Twelve years ago, the last time delegates to the AFL-CIO’s National Convention mustered in Pittsburgh, the rhetoric was lofty with invocations to organizing and expanded horizons, Union Cities and Street Heat, but in retrospect the most striking feature was money. Money represented by the legions of smarty-pants staffers and the repeated vows to spend $20 million a year on organizing and whatever it took on politics; money as expressed in the ubiquitous media “outreach,” the glossy brochures and overproduced sets whose only functional purpose was to justify the retainers of the formidable crew of hired pr experts; money as an AFL side business in the form of its Union Plus credit card program, then being vigorously promoted.
....
At a boat ride soiree on Pittsburgh’s rivers one night during that 1997 convention Andy Stern, then relatively new as John Sweeney’s successor as SEIU president, was breezily chatty about labor’s fighting side, the potential for blue-green alliances and subjects far afield union matters. He had been instrumental in organizing Sweeney’s victory as president of the federation in 1995, and as the union president most identified with the style and scaffolding of the New AFL, it seemed he could not have been happier.
Now Stern is gone and the money’s gone, from the AFL-CIO at least, and when delegates again converge on Pittsburgh for another National convention from September 13 through 17 they will bid a final adieu to Sweeney too. What will remain most prominently of that season of change will be Rich Trumka, elected secretary treasurer of the AFL-CIO fourteen years ago and now barreling forward to an uncontested election as the head of the federation, promising again to be an agent of change.
However, not all union bosses are enamored with Sweeney and Trumka's handling of the AFL-CIO, stating in May that "“A new leadership — leaders chosen by our members, leaders help [sic] accountable by our members — is needed.”
Buffenbarger was complaining about the AFL-CIO's financial straits and, according to the CounterPunch article:
The numbers aren’t fully known, but the federation’s debt is said by one union leader to be in the neighborhood of $24 million. The money gained from royalties on the Union Plus card, which once accounted for something like 30 per cent of the federation’s revenue, has been blown, as have most of the operating reserves. What had been a $66 million surplus in 2000 has vanished, to the point where the Machinists’ Tom Buffenbarger warned earlier in the year that “insolvency might be right around the corner.”
Trumka according to CounterPunch, was not "the financial gatekeeper that his title implied, and in fact for some time now it has seemed that Trumka was merely warming a seat all those years as the AFL’s second man, making the occasional fiery speech and waiting, for John Sweeney to retire and himself to inherit the president’s platform."
“Bully pulpit” is the term being used, and it fits. Beloved by some in organized labor — for his heroics at the helm of the 1989-90 Pittston strike when he headed the United Mine Workers, for his fist-thumping rhetoric and brusque manner — Trumka is the bane of others for his performance as part of a team that turned out to be less inspiring than many had hoped.
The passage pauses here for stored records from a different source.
// SPDX-License-Identifier: MIT

//! Pull config and etc archives from the deployment file server. Triggered
//! by the controller when a deployment comes up.

use async_trait::async_trait;
use serde_json::{json, Map, Value};
use std::sync::Arc;
use std::time::Duration;
use tracing::{debug, error, info, warn};

use super::{required_str, ActionError, NodeAction};
use crate::fsutil;
use crate::state::DaemonContext;

const DEFAULT_TIMEOUT: Duration = Duration::from_secs(120);

pub struct PullConfigsAction {
    ctx: Arc<DaemonContext>,
}

impl PullConfigsAction {
    pub const TYPE: &'static str = "pull-configs";

    pub fn new(ctx: Arc<DaemonContext>) -> Self {
        Self { ctx }
    }
}

#[async_trait]
impl NodeAction for PullConfigsAction {
    async fn execute(&self, payload: Map<String, Value>) -> Result<(), ActionError> {
        info!("pulling configs and etc");
        let deployment = required_str(&payload, "deployment-name")?;

        // State markers first, so status publication reflects the
        // deployment even if the fetches lag or fail.
        if !self.ctx.store.save("deployment", json!(deployment.clone())) {
            return Err(ActionError::StateStore("deployment".to_string()));
        }
        let genesis = self.ctx.store.is_genesis();
        if !self.ctx.store.save("isGenesis", json!(genesis)) {
            return Err(ActionError::StateStore("isGenesis".to_string()));
        }

        if genesis {
            let ctx = Arc::clone(&self.ctx);
            let filename = format!("{deployment}_{}_configs.tar.gz", ctx.persona);
            tokio::spawn(async move {
                let dest = ctx.paths.configs_tar.clone();
                if ctx.fetcher.fetch_named(&filename, &dest, DEFAULT_TIMEOUT).await {
                    debug!(dest = %dest.display(), "downloaded configs");
                    if !ctx.store.save("configsTar", json!(filename)) {
                        error!("failed to record configs tar name");
                    }
                } else {
                    error!(filename, "unable to pull configs");
                }
            });
        } else {
            info!("application not installed, not pulling configs");
        }

        info!("pulling etc");
        let ctx = Arc::clone(&self.ctx);
        let filename = format!("{deployment}_{}_etc.tar.gz", ctx.persona);
        tokio::spawn(async move {
            let tar = ctx.paths.etc_tar.clone();
            if !ctx.fetcher.fetch_named(&filename, &tar, DEFAULT_TIMEOUT).await {
                error!(filename, "unable to pull etc");
                return;
            }
            let etc_dir = ctx.paths.etc_dir.clone();
            debug!(tar = %tar.display(), dest = %etc_dir.display(), "extracting etc archive");
            if let Err(e) = ctx.extractor.extract(&tar, &etc_dir).await {
                error!(error = %e, "failed to extract etc archive");
                return;
            }
            if !fsutil::remove_path(&tar) {
                warn!(path = %tar.display(), "unable to delete etc tar");
            }
            if !ctx.store.save("etcTar", json!(filename)) {
                error!("failed to record etc tar name");
            }
        });

        info!("pulling configs and etc complete");
        Ok(())
    }
}

#[cfg(test)]
#[path = "pull_configs_tests.rs"]
mod tests;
“Narcissistic, lazy, self-indulgent,” one longtime union organizer quickly ticked off when I asked for an assessment of Trumka. “With Richard, everything will always be about Richard.” He will claim center stage. He will disburse rewards and punishments based on who makes him feel comfortable or not. He will take credit for victories and deflect blame for failures. He will bristle at even polite criticism. More than anything, perhaps, he will enjoy the sound of his own voice.